Can totally sympathise with the GP too. Must be a nightmare as what can they do...

It’s obviously very difficult for there patients too, so all round carnage. It’s a shame for all those struggling.

The thing with your example about someone being suicidal, worrying about getting a clot with jab - presumably worried about the risk of dying from the clot.... that makes them feel suicidal?! It’s just all messed up and there needs to be something else available for these people.

Cameleongirl · 27/05/2021 15:20

I agree with @Castlepeak's advice. Write down how you're feeling/your symptoms in short sentences (bullet points perhaps) and end what you would like them to do for you - if you're not sure what would help, frame the final point as a question, something like :Given these symptoms, what treatments would you recommend?" Then make an appointment.

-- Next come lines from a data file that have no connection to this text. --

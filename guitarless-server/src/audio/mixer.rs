//! Stem mixer
//!
//! Builds the two published mixes from the separation output:
//! - isolated mix: the instrument stem alone
//! - remainder mix: sample-wise sum of the three other stems
//!
//! A stem whose file is missing is replaced by a short silence, so a
//! partial separation still yields two playable files.

use std::path::Path;
use std::time::Duration;
use tracing::{debug, warn};

use super::codec::{self, PcmBuffer, TARGET_CHANNELS, TARGET_SAMPLE_RATE};
use crate::error::PipelineError;
use crate::models::StemSet;

/// Stand-in duration for a missing stem
pub const MISSING_STEM_SILENCE: Duration = Duration::from_secs(1);

/// Frame counts of the written mixes
#[derive(Debug, Clone, Copy, PartialEq, Eq)]
pub struct MixSummary {
    pub isolated_frames: usize,
    pub remainder_frames: usize,
}

/// Stem mixer with a fixed output format
#[derive(Debug, Clone)]
pub struct StemMixer {
    sample_rate: u32,
    channels: usize,
    missing_stem_silence: Duration,
}

impl Default for StemMixer {
    fn default() -> Self {
        Self {
            sample_rate: TARGET_SAMPLE_RATE,
            channels: TARGET_CHANNELS,
            missing_stem_silence: MISSING_STEM_SILENCE,
        }
    }
}

impl StemMixer {
    pub fn new() -> Self {
        Self::default()
    }

    /// Combine decoded stems into `(isolated, remainder)`
    ///
    /// Pure: the isolated mix is the instrument buffer unchanged; the
    /// remainder is the additive overlay of `others`, as long as the longest
    /// of them, accumulated in f64 and clamped so the result does not
    /// depend on overlay order.
    pub fn mix_buffers(&self, instrument: PcmBuffer, others: [PcmBuffer; 3]) -> (PcmBuffer, PcmBuffer) {
        let len = others.iter().map(|b| b.samples.len()).max().unwrap_or(0);
        let mut acc = vec![0.0f64; len];
        for stem in &others {
            for (slot, sample) in acc.iter_mut().zip(&stem.samples) {
                *slot += *sample as f64;
            }
        }

        let remainder = PcmBuffer {
            samples: acc.into_iter().map(|s| s.clamp(-1.0, 1.0) as f32).collect(),
            sample_rate: self.sample_rate,
            channels: self.channels,
        };
        (instrument, remainder)
    }

    /// Load one stem at the normalized format, or silence if it is missing
    pub fn load_stem(&self, path: &Path) -> Result<PcmBuffer, PipelineError> {
        if !path.exists() {
            warn!(stem = %path.display(), "Stem missing, substituting silence");
            return Ok(PcmBuffer::silence(
                self.missing_stem_silence,
                self.sample_rate,
                self.channels,
            ));
        }

        codec::decode_normalized(path, self.sample_rate)
            .map_err(|e| PipelineError::Mix(format!("{:#}", e)))
    }

    /// Decode the stems, mix them, and encode both outputs
    ///
    /// Blocking; run it on the blocking pool.
    pub fn mix_files(
        &self,
        stems: &StemSet,
        isolated_out: &Path,
        remainder_out: &Path,
    ) -> Result<MixSummary, PipelineError> {
        let instrument = self.load_stem(&stems.instrument)?;
        let others = [
            self.load_stem(&stems.others[0])?,
            self.load_stem(&stems.others[1])?,
            self.load_stem(&stems.others[2])?,
        ];

        let (isolated, remainder) = self.mix_buffers(instrument, others);

        codec::encode_flac(&isolated, isolated_out)
            .map_err(|e| PipelineError::Mix(format!("{:#}", e)))?;
        codec::encode_flac(&remainder, remainder_out)
            .map_err(|e| PipelineError::Mix(format!("{:#}", e)))?;

        let summary = MixSummary {
            isolated_frames: isolated.frames(),
            remainder_frames: remainder.frames(),
        };
        debug!(?summary, "Stems mixed");
        Ok(summary)
    }
}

I agree that your GP was unsympathetic, but as PP's have said, she just doesn't have time for a convoluted conversation, she needs to know what your symptoms are and then refer you to a therapist if you need to discuss your concerns at length. It's rubbish for both doctors and patients that they don't have more time. Flowers

SinkGirl · 27/05/2021 15:21

@katy1213

I agree that the bedside manner was lacking - understandably, given the pressure on GPs - but what, realistically, do you expect her to say? That if you do x or take y, you will live forever?
She probably expected the GP to do their job and try to treat her more effectively - change of medication, an additional medication short term to help with the severe anxiety, referrals etc.

If someone with hypothyroidism called their GP and said the medication doesn’t seem to be helping and my fatigue is awful and my hair is falling out, what would you expect that GP to do?

osbertthesyrianhamster · 27/05/2021 15:22

Personally, with a condition like OCD, or ANY mental health condition, I'd take out a credit card if necessary and see a psychiatrist privately. IME, GPs are just not qualified to adequately treat such conditions.

FrancesFlute · 27/05/2021 15:23

Awful attitude from her.
Sorry you have been left feeling so unsupported and let down.
Please contact the practice manager and log it as a complaint. They will be able to listen back to the call.

PurBal · 27/05/2021 15:24

Have you got a number for the local mental health crisis line?
Call 111 if GP won't help or 999 if it's an emergency.
www.nhs.uk/mental-health/advice-for-life-situations-and-events/where-to-get-urgent-help-for-mental-health/

Paperreceipt · 27/05/2021 15:27

This sounds awful, especially if you believe she’s your last hope (she isn’t). I guess the problem is that you are going to die at some point. The anxiety comes from wishing otherwise.